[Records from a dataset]

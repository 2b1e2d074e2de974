//! ステップの実体化と呼び出し
//!
//! # 責務
//!
//! - 呼び出しのたびに正規ファイルがスタブかどうかを判定する
//! - スタブなら既存ファイルをアーカイブし、コード生成器で実装を作り、正規ファイルを置き換える
//! - 正規ファイルを新しくロードし、呼び出し元の引数をそのまま渡して実行する
//! - 呼び出しごとの記録を [`ExecutionContext`] に残す
//!
//! # 実体化の順序
//!
//! 1. スタブ判定（実装済みなら何もしない）
//! 2. `auto_implement` が無効なら [`StepError::NotImplemented`]（ファイル・オラクルには触れない）
//! 3. 正規ファイルがあればアーカイブ（上書きより必ず先）
//! 4. コード生成（失敗時は正規ファイルを変更しない）
//! 5. 正規ファイルへ書き込み
//!
//! # 並行性
//!
//! 同じステップ名の実体化を同時に複数走らせないのは呼び出し側の責任です。
//! ステップディレクトリはロックしません。正規ファイルは最後の書き込みが勝ちます。

use std::io;
use std::path::Path;
use std::sync::{Arc, Mutex, PoisonError};
use std::time::Instant;

use serde_json::Value;
use tracing::{debug, info, warn};

use crate::config::WorkflowStep;
use crate::error::StepError;
use crate::provider::ChatOracle;
use super::context::ExecutionContext;
use super::loader::{LuaStepLoader, StepArgs, StepLoader};
use super::result::{Materialization, RunSummary, StepInvocation};
use super::store::StepStore;
use super::stub::needs_materialization;
use super::synthesizer::{CodeSynthesizer, SynthesisRequest};

/// ステップの実体化を担当するコンポーネント
pub struct Materializer {
    store: StepStore,
    synthesizer: CodeSynthesizer,
    loader: Arc<dyn StepLoader>,
    enclosing_source: String,
    context: Mutex<ExecutionContext>,
}

impl Materializer {
    /// # 引数
    ///
    /// - `workflow_name`: 記録に使うワークフロー名
    /// - `enclosing_source`: プロンプトに埋め込む親ワークフローのソース
    /// - `store`: 正規ファイルとアーカイブの置き場
    /// - `oracle`: コード生成に使うチャットオラクル
    pub fn new(
        workflow_name: impl Into<String>,
        enclosing_source: impl Into<String>,
        store: StepStore,
        oracle: Arc<dyn ChatOracle>,
    ) -> Self {
        Self {
            store,
            synthesizer: CodeSynthesizer::new(oracle),
            loader: Arc::new(LuaStepLoader::new()),
            enclosing_source: enclosing_source.into(),
            context: Mutex::new(ExecutionContext::new(workflow_name.into())),
        }
    }

    pub fn with_max_attempts(mut self, max_attempts: u32) -> Self {
        self.synthesizer = self.synthesizer.with_max_attempts(max_attempts);
        self
    }

    pub fn with_store(mut self, store: StepStore) -> Self {
        self.store = store;
        self
    }

    pub fn with_loader(mut self, loader: Arc<dyn StepLoader>) -> Self {
        self.loader = loader;
        self
    }

    pub fn store(&self) -> &StepStore {
        &self.store
    }

    pub fn loader(&self) -> &dyn StepLoader {
        self.loader.as_ref()
    }

    /// ステップ宣言を実体化可能なハンドルで包む
    pub fn materialize<'a>(&'a self, spec: &'a WorkflowStep) -> MaterializedStep<'a> {
        MaterializedStep {
            materializer: self,
            spec,
        }
    }

    /// ルーター判定などを実行記録に追加する
    pub fn with_context<R>(&self, f: impl FnOnce(&mut ExecutionContext) -> R) -> R {
        let mut context = self.context.lock().unwrap_or_else(PoisonError::into_inner);
        f(&mut context)
    }

    pub fn summary(&self) -> RunSummary {
        self.with_context(|context| context.summary())
    }
}

/// 実体化付きのステップ
///
/// 宣言と同じ引数で [`call`](Self::call) を呼べば、必要に応じて実装が生成されてから実行されます。
/// 同じステップ名に対する実体化は、呼び出し側が同時に1つまでに制限してください。
pub struct MaterializedStep<'a> {
    materializer: &'a Materializer,
    spec: &'a WorkflowStep,
}

impl MaterializedStep<'_> {
    pub fn name(&self) -> &str {
        self.spec.name()
    }

    /// 正規ファイルが存在しない、またはスタブなら `true`
    pub fn is_stub(&self) -> Result<bool, StepError> {
        let path = self.materializer.store.canonical_path(self.name());
        needs_materialization(&path).map_err(|source| self.io_error(&path, source))
    }

    /// 必要なら実装を生成して正規ファイルを置き換える
    ///
    /// 実装済みなら `Ok(None)`、生成した場合はその記録を返します。
    pub async fn ensure_implemented(&self) -> Result<Option<Materialization>, StepError> {
        let mut record = None;
        self.implement(&mut record).await?;
        Ok(record)
    }

    /// 実体化の本体
    ///
    /// アーカイブ後は `record` に途中経過（アーカイブ先・試行回数）を残すため、
    /// 失敗しても消費したオラクル呼び出しが記録から失われません。
    async fn implement(&self, record: &mut Option<Materialization>) -> Result<(), StepError> {
        let step = self.name();
        let store = &self.materializer.store;

        if !self.is_stub()? {
            debug!(step, "実装済みのためそのまま使用します");
            return Ok(());
        }

        if !self.spec.auto_implement() {
            warn!(step, "スタブを検出しましたが auto_implement が無効です");
            return Err(StepError::NotImplemented {
                step: step.to_string(),
            });
        }

        info!(step, "スタブを検出しました。実装を生成します");
        store
            .ensure_dirs()
            .map_err(|source| self.io_error(store.root(), source))?;

        let canonical = store.canonical_path(step);
        let archived = if canonical.is_file() {
            let version = store
                .archive(step)
                .map_err(|source| self.io_error(&store.version_dir(), source))?;
            Some(version)
        } else {
            None
        };
        let materialization = record.insert(Materialization {
            step: step.to_string(),
            archived,
            attempts: 0,
            completed: false,
        });

        let declaration = self.spec.declaration();
        let description = self.spec.description().unwrap_or_default();
        let request = SynthesisRequest {
            step_name: step,
            declaration: &declaration,
            enclosing_source: &self.materializer.enclosing_source,
            description,
        };
        let synthesis = match self
            .materializer
            .synthesizer
            .synthesize(&request, self.materializer.loader())
            .await
        {
            Ok(synthesis) => synthesis,
            Err(e) => {
                materialization.attempts = e.attempts;
                return Err(e.into());
            }
        };
        materialization.attempts = synthesis.attempts;

        let path = store
            .write_implementation(step, &synthesis.code)
            .map_err(|source| self.io_error(&canonical, source))?;
        materialization.completed = true;
        info!(
            step,
            path = %path.display(),
            attempts = synthesis.attempts,
            "実装ファイルを書き込みました"
        );

        Ok(())
    }

    /// 必要なら実体化してから、実装を新しくロードして呼び出す
    ///
    /// 引数はそのまま実装へ渡され、戻り値もそのまま返ります。
    /// 実装内部の実行時エラーは [`StepError::Runtime`] としてそのまま返ります。
    pub async fn call(&self, args: &StepArgs) -> Result<Value, StepError> {
        let step = self.name();
        let start = Instant::now();
        info!(
            step,
            positional = args.positional.len(),
            keyword = args.keyword.len(),
            "ステップを開始します"
        );

        let mut materialization = None;
        let result = match self.implement(&mut materialization).await {
            Ok(()) => self.load_and_invoke(args),
            Err(e) => Err(e),
        };

        let duration = start.elapsed();
        match &result {
            Ok(_) => info!(step, duration_ms = duration.as_millis() as u64, "ステップが完了しました"),
            Err(e) => warn!(step, error = %e, "ステップが失敗しました"),
        }

        self.materializer.with_context(|context| {
            context.record_invocation(StepInvocation {
                step: step.to_string(),
                materialization,
                duration,
                error: result.as_ref().err().map(|e| e.to_string()),
            })
        });

        result
    }

    fn load_and_invoke(&self, args: &StepArgs) -> Result<Value, StepError> {
        let path = self.materializer.store.canonical_path(self.name());
        let handle = self.materializer.loader.load(self.name(), &path)?;
        handle.invoke(args)
    }

    fn io_error(&self, path: &Path, source: io::Error) -> StepError {
        StepError::Io {
            step: self.name().to_string(),
            path: path.to_path_buf(),
            source,
        }
    }
}
//! エラー型の定義
//!
//! このモジュールは、autostep 全体で使用されるエラー型を定義します。
//!
//! # エラー種別
//!
//! - [`ConfigError`] - ワークフロー定義の読み込み・検証エラー
//! - [`ProviderError`] - チャットオラクルの生成・通信エラー
//! - [`StepError`] - ステップの実体化・読み込み・実行エラー
//! - [`SynthesisError`] - コード生成の失敗（試行回数付き）
//! - [`RouteError`] - ルーターのエラー
//! - [`LoggingError`] - ロギング初期化のエラー

use std::path::PathBuf;

use thiserror::Error;

/// 設定関連のエラー
#[derive(Debug, Error)]
pub enum ConfigError {
    /// ファイルの読み込みに失敗
    #[error("設定ファイルの読み込みに失敗しました: {0}")]
    FileRead(#[from] std::io::Error),

    /// TOML のデシリアライズに失敗
    #[error("TOML のデシリアライズに失敗しました: {0}")]
    TomlDeserialize(#[from] toml::de::Error),

    /// TOML のシリアライズに失敗
    #[error("TOML のシリアライズに失敗しました: {0}")]
    TomlSerialize(#[from] toml::ser::Error),

    /// バリデーションエラー
    #[error("設定のバリデーションに失敗しました: {0}")]
    Validation(String),
}

/// チャットオラクル（LLM プロバイダー）関連のエラー
#[derive(Debug, Error)]
pub enum ProviderError {
    /// レジストリに登録されていないプロバイダー
    #[error("未対応のプロバイダーです: {0}")]
    UnsupportedProvider(String),

    /// 認証情報が引数にも環境変数にも見つからない
    #[error("プロバイダー '{provider}' の API キーがありません（引数または環境変数 {credential_key} を設定してください）")]
    MissingCredential {
        /// プロバイダー名
        provider: String,
        /// 参照した環境変数名
        credential_key: String,
    },

    /// 必須のユーザーメッセージがない
    #[error("入力がありません: ユーザーメッセージが含まれていません")]
    NoUserMessage,

    /// 認証失敗
    #[error("認証に失敗しました: {0}")]
    AuthenticationError(String),

    /// レート制限超過
    #[error("レート制限を超過しました")]
    RateLimitExceeded,

    /// タイムアウト
    #[error("タイムアウトしました: {0}")]
    Timeout(String),

    /// その他の API エラー
    #[error("API エラー (status {status}): {body}")]
    ApiError {
        /// HTTP ステータスコード
        status: u16,
        /// レスポンスボディ
        body: String,
    },

    /// 不正なレスポンス
    #[error("不正なレスポンスです: {0}")]
    InvalidResponse(String),

    /// HTTP 通信エラー
    #[error("HTTP 通信に失敗しました: {0}")]
    Http(#[from] reqwest::Error),
}

/// ステップの実体化・実行エラー
///
/// ワークフローの呼び出し元には、ステップ名と原因を含むこのエラーが1つだけ返ります。
#[derive(Debug, Error)]
pub enum StepError {
    /// スタブを検出したが auto_implement が無効
    #[error("ステップ '{step}' は未実装です（auto_implement が無効のため自動生成しません）")]
    NotImplemented {
        /// ステップ名
        step: String,
    },

    /// 試行回数内に構文的に正しいコードが得られなかった
    #[error("ステップ '{step}' のコード生成に {attempts} 回失敗しました: {last_error}")]
    SynthesisFailure {
        /// ステップ名
        step: String,
        /// 試行回数
        attempts: u32,
        /// 最後の試行のエラー
        last_error: String,
    },

    /// ステップファイル・アーカイブの操作に失敗
    #[error("ステップ '{step}' のファイル操作に失敗しました ({}): {source}", path.display())]
    Io {
        /// ステップ名
        step: String,
        /// 対象パス
        path: PathBuf,
        /// 元のエラー
        source: std::io::Error,
    },

    /// コード生成中のオラクル呼び出しエラー
    #[error("プロバイダーエラー: {0}")]
    Provider(#[from] ProviderError),

    /// 実装ファイルの読み込み（チャンク実行）に失敗
    #[error("ステップ '{step}' の読み込みに失敗しました: {source}")]
    Load {
        /// ステップ名
        step: String,
        /// Lua のエラー
        source: mlua::Error,
    },

    /// 実装ファイルにステップ名の関数が定義されていない
    #[error("ステップ '{step}' の実装に関数 '{step}' が定義されていません")]
    MissingSymbol {
        /// ステップ名
        step: String,
    },

    /// 生成されたステップ本体の実行時エラー
    #[error("ステップ '{step}' の実行中にエラーが発生しました: {source}")]
    Runtime {
        /// ステップ名
        step: String,
        /// Lua のエラー
        source: mlua::Error,
    },

    /// ワークフローに宣言されていないステップ
    #[error("ステップ '{0}' はワークフローに宣言されていません")]
    UnknownStep(String),
}

/// コード生成の失敗と、それまでに消費した試行回数
#[derive(Debug, Error)]
#[error("{source}")]
pub struct SynthesisError {
    /// 失敗までに行ったオラクル呼び出し回数
    pub attempts: u32,
    /// 失敗の原因
    #[source]
    pub source: StepError,
}

impl From<SynthesisError> for StepError {
    fn from(error: SynthesisError) -> Self {
        error.source
    }
}

/// ルーターのエラー
#[derive(Debug, Error)]
pub enum RouteError {
    /// 候補が空
    #[error("ルーティング候補が空です")]
    EmptyOptions,

    /// 候補キーの重複
    #[error("ルーティング候補のキーが重複しています: {0}")]
    DuplicateOption(String),

    /// オラクル呼び出しエラー
    #[error("プロバイダーエラー: {0}")]
    Provider(#[from] ProviderError),
}

/// ロギング初期化のエラー
#[derive(Debug, Error)]
pub enum LoggingError {
    /// ログディレクトリの作成に失敗
    #[error("ログディレクトリの作成に失敗しました: {0}")]
    Io(#[from] std::io::Error),

    /// サブスクライバーの登録に失敗（二重初期化など）
    #[error("ロガーの初期化に失敗しました: {0}")]
    Init(String),
}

*EXERCISE BRIEF:*
If a line of the entries above includes the word "RunSummary", count it; then state the total and nothing else.

*RESULT FOR THIS TASK:*
2